In this case we can establish the equation
\begin{eqnarray}
Z_2 \Gamma_v &=& c_v \tilde{Z}_2 \tilde{Z}_v^{-1} \tilde{\Gamma}_v
+ \ldots
\,,
\label{eq::def_cv}
\end{eqnarray}
where we have on the left- and right-hand side quantities of the full and
effective theory, respectively. The latter are marked
by a tilde and the ellipses denote terms suppressed by inverse powers
of the top quark mass.
$\Gamma_v$ denotes the $t\bar{t}\gamma$
vertex corrections where it is understood that
the couplings and masses are renormalized.
The two-loop mixed correction to the on-shell wave function
renormalization, $Z_2$, has been computed recently in
Ref.~\cite{Eiras:2005yt}.
In particular, for the Higgs boson contributions both
the exact result and the expansions in three kinematic regions have
been provided.
At this point it is convenient to apply the so-called threshold
expansion~\cite{Beneke:1997zp,Smirnov:pj} to Eq.~(\ref{eq::def_cv})

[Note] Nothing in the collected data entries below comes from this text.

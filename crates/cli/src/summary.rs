// SPDX-License-Identifier: BUSL-1.1
// Copyright (c) 2026 Alfred Jean LLC

//! Per-client summary printed after a run

use crate::table::{Column, Table};
use lspload_engine::{ClientReport, RunSummary};
use std::io::Write;

/// Write one row per client followed by a totals line
pub fn render(summary: &RunSummary, out: &mut impl Write) -> std::io::Result<()> {
    let mut table = Table::new(vec![
        Column::left("CLIENT"),
        Column::right("INIT_MS"),
        Column::right("ITERATIONS"),
        Column::right("FAILURES"),
        Column::left("STATUS").with_max(60),
    ]);

    for timing in &summary.timings {
        let report = find_report(summary, timing.name.as_str());
        let (iterations, failures) = match report {
            Some(r) => (r.iterations.to_string(), r.failures.to_string()),
            None => ("-".to_string(), "-".to_string()),
        };
        let status = match (&timing.error, report) {
            (Some(error), _) => format!("init failed: {error}"),
            (None, Some(_)) => "ok".to_string(),
            (None, None) => "no report".to_string(),
        };
        table.row(vec![
            timing.name.to_string(),
            timing.elapsed.as_millis().to_string(),
            iterations,
            failures,
            status,
        ]);
    }
    table.render(out)?;

    let operations: u64 = summary.reports.iter().map(|r| r.iterations).sum();
    let failures: u64 = summary.reports.iter().map(|r| r.failures).sum();
    writeln!(
        out,
        "{} of {} clients ran, {} operations, {} failures",
        summary.reports.len(),
        summary.timings.len(),
        operations,
        failures
    )
}

fn find_report<'a>(summary: &'a RunSummary, name: &str) -> Option<&'a ClientReport> {
    summary.reports.iter().find(|r| r.name == name)
}

#[cfg(test)]
#[path = "summary_tests.rs"]
mod tests;
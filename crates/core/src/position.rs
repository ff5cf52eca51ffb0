// SPDX-License-Identifier: BUSL-1.1
// Copyright (c) 2026 Alfred Jean LLC

//! Cursor positions inside a document

use serde::{Deserialize, Serialize};
use std::fmt;

/// Zero-based line and character offset
#[derive(Debug, Clone, Copy, PartialEq, Eq, Hash, Serialize, Deserialize)]
pub struct Position {
    pub line: u32,
    pub character: u32,
}

impl Position {
    pub const fn new(line: u32, character: u32) -> Self {
        Self { line, character }
    }
}

impl fmt::Display for Position {
    fn fmt(&self, f: &mut fmt::Formatter<'_>) -> fmt::Result {
        write!(f, "{}:{}", self.line, self.character)
    }
}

which has the consequence that $\Gamma_v$ has to be evaluated for
$s=4m_t^2$ since all except the hard region cancel in Eq.~(\ref{eq::def_cv}).
Furthermore, on the right-hand side only tree contributions have to be
considered. In particular we have $\tilde{Z}_2=1$.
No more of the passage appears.